#### [Task details]
For the word "TrainingJobRunner", work out how many lines in the records below contain it and state that count alone.

#### [Supplied records]
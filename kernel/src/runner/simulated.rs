// Simulated Runner
//
// Stands in for a real fine-tune: waits, then names a fresh artifact
// using the `adapters/adapter_<n>/final` layout.

use std::sync::atomic::{AtomicU64, Ordering};
use std::time::Duration;

use async_trait::async_trait;

use super::{TrainedArtifact, TrainingFailure, TrainingJob, TrainingJobRunner};
use crate::registry::StorageRef;

#[derive(Debug)]
pub struct SimulatedRunner {
    delay: Duration,
    fail: bool,
    runs: AtomicU64,
}

impl SimulatedRunner {
    pub fn new(delay: Duration) -> Self {
        Self {
            delay,
            fail: false,
            runs: AtomicU64::new(0),
        }
    }

    /// Every run fails after the delay.
    pub fn failing(delay: Duration) -> Self {
        Self {
            fail: true,
            ..Self::new(delay)
        }
    }

    pub fn runs(&self) -> u64 {
        self.runs.load(Ordering::SeqCst)
    }
}

#[async_trait]
impl TrainingJobRunner for SimulatedRunner {
    async fn run(&self, job: TrainingJob) -> Result<TrainedArtifact, TrainingFailure> {
        let run = self.runs.fetch_add(1, Ordering::SeqCst) + 1;
        tracing::info!(
            run,
            batch = job.batch.len(),
            base_adapter = ?job.base_adapter.as_ref().map(|a| a.version_id),
            "simulated training started"
        );

        tokio::select! {
            _ = job.cancel.cancelled() => return Err(TrainingFailure::Cancelled),
            _ = tokio::time::sleep(self.delay) => {}
        }

        if self.fail || job.batch.is_empty() {
            return Err(TrainingFailure::Runner(format!(
                "simulated run {run} produced no adapter"
            )));
        }

        Ok(TrainedArtifact {
            storage_reference: StorageRef::new(format!("adapters/adapter_{run}/final")),
        })
    }
}

#[cfg(test)]
mod tests {
    use super::*;
    use crate::feedback::FeedbackItem;
    use pretty_assertions::assert_eq;
    use tokio_util::sync::CancellationToken;

    fn job(items: usize) -> TrainingJob {
        TrainingJob {
            batch: (0..items)
                .map(|n| FeedbackItem::new(format!("p{n}"), "a", "b"))
                .collect(),
            base_adapter: None,
            cancel: CancellationToken::new(),
        }
    }

    #[tokio::test]
    async fn names_a_new_artifact_per_run() {
        let runner = SimulatedRunner::new(Duration::from_millis(1));

        let first = runner.run(job(2)).await.unwrap();
        let second = runner.run(job(2)).await.unwrap();

        assert_eq!(first.storage_reference.as_str(), "adapters/adapter_1/final");
        assert_eq!(second.storage_reference.as_str(), "adapters/adapter_2/final");
        assert_eq!(runner.runs(), 2);
    }

    #[tokio::test]
    async fn empty_batch_fails() {
        let runner = SimulatedRunner::new(Duration::ZERO);
        assert!(matches!(
            runner.run(job(0)).await,
            Err(TrainingFailure::Runner(_))
        ));
    }

    #[tokio::test]
    async fn honors_cancellation() {
        let runner = SimulatedRunner::new(Duration::from_secs(600));
        let job = job(1);
        job.cancel.cancel();

        assert_eq!(runner.run(job).await, Err(TrainingFailure::Cancelled));
    }
}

#### [Completed task]
2